Adyen has historically required a minimum transaction volume commitment (often $100K+ annually) for direct merchant accounts. Small businesses are typically better served by Stripe or Braintree which have no minimums. However, Adyen for Platforms allows smaller businesses to access Adyen through a marketplace or platform provider. Check Adyen's current account requirements before assuming you qualify.

What's the difference between Adyen test mode and live mode?

Adyen has completely separate test and live environments with different API endpoints, API keys, and Customer Area portals. Test uses ca-test.adyen.com and checkout-test.adyen.com. Live uses ca-live.adyen.com and a region-specific endpoint like checkout-live.adyen.com or a custom live endpoint assigned during merchant activation. You need to change both your API key and the base URL when going live — update both in Cloud Secrets.

Can Adyen handle subscriptions and recurring billing?

Yes. Adyen supports recurring payments by tokenizing the payment method during first checkout (set storePaymentMethod: true in the session) and returning a recurringDetailReference. Use this token for subsequent charges via the Payments API with shopperInteraction: 'ContAuth'. This is different from Stripe Billing — Adyen doesn't have a built-in subscription scheduler, so you'll need to implement the renewal logic yourself in a scheduled Edge Function.

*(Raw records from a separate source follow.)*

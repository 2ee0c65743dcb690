//! Binary probing -- look for a named file in every candidate directory.

use std::ffi::OsString;
use std::path::Path;
use tracing::debug;

use rootcheck_core::{DetectionConfig, SignalResult};

/// Candidate directories: the configured list, then `$PATH` entries not
/// already present. Every entry ends with `/`.
pub fn candidate_paths(config: &DetectionConfig) -> Vec<String> {
    let path_var = if config.include_path_env {
        std::env::var_os("PATH")
    } else {
        None
    };
    merge_path_env(&config.su_paths, path_var)
}

/// Append the directories of a `PATH`-style value to `base`.
pub fn merge_path_env(base: &[String], path_var: Option<OsString>) -> Vec<String> {
    let mut paths = base.to_vec();
    let Some(path_var) = path_var else {
        return paths;
    };

    for dir in std::env::split_paths(&path_var) {
        let mut dir = dir.display().to_string();
        if dir.is_empty() {
            continue;
        }
        if !dir.ends_with('/') {
            dir.push('/');
        }
        if !paths.contains(&dir) {
            paths.push(dir);
        }
    }
    paths
}

/// `directory + "/" + name` for every candidate directory.
///
/// Plain concatenation: a name that looks absolute still lands under
/// each directory.
pub fn full_paths(name: &str, paths: &[String]) -> Vec<String> {
    paths
        .iter()
        .map(|dir| {
            if dir.ends_with('/') {
                format!("{dir}{name}")
            } else {
                format!("{dir}/{name}")
            }
        })
        .collect()
}

/// Test every directory for `name`.
///
/// The whole set is always scanned so every hit becomes evidence; the
/// result is positive iff at least one hit was found.
pub fn check_for_binary(name: &str, paths: &[String]) -> SignalResult {
    let mut evidence = Vec::new();

    for full in full_paths(name, paths) {
        if Path::new(&full).exists() {
            evidence.push(format!("{full} binary detected"));
        } else {
            debug!(path = %full, "binary not present");
        }
    }

    SignalResult::from_evidence(evidence)
}
//! # rootcheck
//!
//! Heuristic root / tamper detection for the host the process runs on.
//!
//! No single check is conclusive. Each signal inspects one kind of
//! artifact a rooted device tends to leave behind, and the verdict is the
//! OR of them all.
//!
//! ## Signals
//!
//! - **Packages** -- root managers, root-requiring apps, cloaking apps
//! - **Binaries** -- `su`, `busybox`, `magisk` in the candidate directories
//! - **Properties** -- `ro.debuggable=1`, `ro.secure=0` (fails closed)
//! - **Mounts** -- sensitive mount points mounted read-write
//! - **Build tags** -- images signed with `test-keys`
//! - **Locate** -- `which su` finds something
//! - **Native** -- deep scan through the native bridge
//!
//! ## Data Flow
//!
//! ```text
//! DetectionConfig (defaults or TOML)
//!   -> DetectionEngine::builder()  [invoker, registry, bridge, sink]
//!   -> run each registered signal  -> Result<SignalResult>
//!   -> conclude() with FailurePolicy -> SignalOutcome (+ evidence to sink)
//!   -> OR, short-circuit or exhaustive -> bool / DetectionReport
//! ```

pub mod checks;
pub mod engine;
pub mod host;
pub mod invoker;
pub mod sink;
pub mod testing;

pub use engine::{
    DetectionEngine, EngineBuilder, SignalSpec, ROOTED_SIGNALS, ROOTED_WITH_BUSYBOX_SIGNALS,
};
pub use host::HostFacts;
pub use invoker::{ProcessInvoker, SystemInvoker};
pub use sink::{EvidenceSink, MemorySink, NoopSink, TracingSink};

/// Identifier of this host for reports.
///
/// The machine id when present, otherwise the hostname.
pub fn host_id() -> String {
    if let Ok(id) = std::fs::read_to_string("/etc/machine-id") {
        let trimmed = id.trim().to_string();
        if !trimmed.is_empty() {
            return trimmed;
        }
    }

    hostname::get().map_or_else(
        |_| "unknown".to_string(),
        |h| h.to_string_lossy().into_owned(),
    )
}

Is the Adyen Drop-in PCI compliant?

Yes. The Adyen Drop-in UI uses iframes and hosted fields to collect card data directly on Adyen's servers — card numbers never touch your Lovable app or Edge Functions. This makes your integration PCI DSS SAQ A compliant (the lowest compliance tier), meaning you don't need to undergo a full PCI audit. Adyen is a PCI DSS Level 1 certified payment processor.

How do I switch from Adyen test to production?

To go live with Adyen, complete their KYC process in Customer Area, get your live merchant account approved, generate live API credentials, and update Cloud Secrets with live values. In your Edge Function, change the Adyen base URL from https://checkout-test.adyen.com/v71 to your live endpoint (Adyen provides a region-specific live endpoint URL). Update the Drop-in environment from 'test' to 'live' in your React component. Update webhook URLs in Customer Area to point to your production domain.